- _PROBLEM DESCRIPTION_
Find every line below where the word "details" occurs, then give how many you found and nothing else.

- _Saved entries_
★ ★ ★
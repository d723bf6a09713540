//! Translation of internal failures into the public error shape.
//!
//! Every non-2xx response carries `{"detail": ..., "error_code": ...}`.
//! Validation failures list every violation; internal failures are logged
//! and reported with a fixed message so nothing internal leaks.

use crate::task::{
    domain::{FieldViolation, TaskValidationError, ViolationSource},
    ports::EnrichmentError,
    services::TaskLifecycleError,
};
use axum::{
    Json,
    extract::rejection::{JsonRejection, PathRejection, QueryRejection},
    http::StatusCode,
    response::{IntoResponse, Response},
};
use serde::Serialize;
use serde_json::Value;
use tracing::{error, warn};

/// Machine-readable code for validation failures.
pub const VALIDATION_ERROR: &str = "VALIDATION_ERROR";
/// Machine-readable code for missing records.
pub const NOT_FOUND: &str = "NOT_FOUND";
/// Machine-readable code for surfaced enrichment failures.
pub const EXTERNAL_API_ERROR: &str = "EXTERNAL_API_ERROR";
/// Machine-readable code for everything unclassified.
pub const INTERNAL_ERROR: &str = "INTERNAL_ERROR";

const INTERNAL_DETAIL: &str = "An internal server error occurred";

/// One entry of a validation `detail` list.
#[derive(Debug, Clone, PartialEq, Serialize)]
pub struct ViolationDetail {
    /// Request part followed by field name, e.g. `["body", "title"]`. A
    /// failure that concerns the whole part has the part alone.
    pub loc: Vec<String>,
    /// Human-readable message.
    pub msg: String,
    /// Broken rule identifier.
    #[serde(rename = "type")]
    pub kind: String,
    /// Rejected input.
    pub input: Value,
}

impl From<&FieldViolation> for ViolationDetail {
    fn from(violation: &FieldViolation) -> Self {
        let mut loc = vec![violation.source().as_str().to_owned()];
        if !violation.field().is_empty() {
            loc.push(violation.field().to_owned());
        }
        Self {
            loc,
            msg: violation.message().to_owned(),
            kind: violation.rule().code().to_owned(),
            input: violation.input().clone(),
        }
    }
}

/// Error detail: a message or a list of violations.
#[derive(Debug, Clone, PartialEq, Serialize)]
#[serde(untagged)]
pub enum ErrorDetail {
    /// Plain message.
    Message(String),
    /// Every violation found in the request.
    Violations(Vec<ViolationDetail>),
}

/// Serialized error body.
#[derive(Debug, Clone, PartialEq, Serialize)]
pub struct ErrorBody {
    /// Message or violation list.
    pub detail: ErrorDetail,
    /// Machine-readable code.
    pub error_code: &'static str,
}

/// A translated failure ready to be written as a response.
#[derive(Debug, Clone, PartialEq)]
pub struct ApiError {
    status: StatusCode,
    body: ErrorBody,
}

impl ApiError {
    fn new(status: StatusCode, detail: ErrorDetail, error_code: &'static str) -> Self {
        Self {
            status,
            body: ErrorBody { detail, error_code },
        }
    }

    /// A 422 listing every violation.
    #[must_use]
    pub fn validation(err: &TaskValidationError) -> Self {
        let details = err.violations().iter().map(ViolationDetail::from).collect();
        Self::new(
            StatusCode::UNPROCESSABLE_ENTITY,
            ErrorDetail::Violations(details),
            VALIDATION_ERROR,
        )
    }

    /// A 500 whose cause is logged but not exposed.
    #[must_use]
    pub fn internal(cause: &dyn std::error::Error) -> Self {
        error!(error = %cause, "internal error while handling request");
        Self::new(
            StatusCode::INTERNAL_SERVER_ERROR,
            ErrorDetail::Message(INTERNAL_DETAIL.to_owned()),
            INTERNAL_ERROR,
        )
    }

    fn malformed(source: ViolationSource, field: &str, message: String) -> Self {
        warn!(location = source.as_str(), field, error = %message, "rejected malformed request");
        let violation = FieldViolation::malformed(source, field, message);
        Self::validation(&TaskValidationError::new(vec![violation]))
    }

    /// Returns the HTTP status.
    #[must_use]
    pub const fn status(&self) -> StatusCode {
        self.status
    }

    /// Returns the error body.
    #[must_use]
    pub const fn body(&self) -> &ErrorBody {
        &self.body
    }

    /// Returns the machine-readable code.
    #[must_use]
    pub const fn error_code(&self) -> &'static str {
        self.body.error_code
    }
}

impl From<TaskLifecycleError> for ApiError {
    fn from(err: TaskLifecycleError) -> Self {
        match err {
            TaskLifecycleError::Validation(validation) => Self::validation(&validation),
            TaskLifecycleError::NotFound(_) => Self::new(
                StatusCode::NOT_FOUND,
                ErrorDetail::Message(err.to_string()),
                NOT_FOUND,
            ),
            TaskLifecycleError::Repository(repository) => Self::internal(&repository),
        }
    }
}

impl From<EnrichmentError> for ApiError {
    fn from(err: EnrichmentError) -> Self {
        let status = StatusCode::from_u16(err.status_code()).unwrap_or(StatusCode::BAD_GATEWAY);
        error!(status = status.as_u16(), error = %err, "external API error");
        Self::new(status, ErrorDetail::Message(err.to_string()), EXTERNAL_API_ERROR)
    }
}

impl From<JsonRejection> for ApiError {
    fn from(rejection: JsonRejection) -> Self {
        Self::malformed(ViolationSource::Body, "", rejection.body_text())
    }
}

impl From<PathRejection> for ApiError {
    fn from(rejection: PathRejection) -> Self {
        Self::malformed(ViolationSource::Path, "task_id", rejection.body_text())
    }
}

impl From<QueryRejection> for ApiError {
    fn from(rejection: QueryRejection) -> Self {
        Self::malformed(ViolationSource::Query, "query", rejection.body_text())
    }
}

impl IntoResponse for ApiError {
    fn into_response(self) -> Response {
        (self.status, Json(self.body)).into_response()
    }
}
★ ★ ★
- _OUTPUT OF THE EXERCISE_
2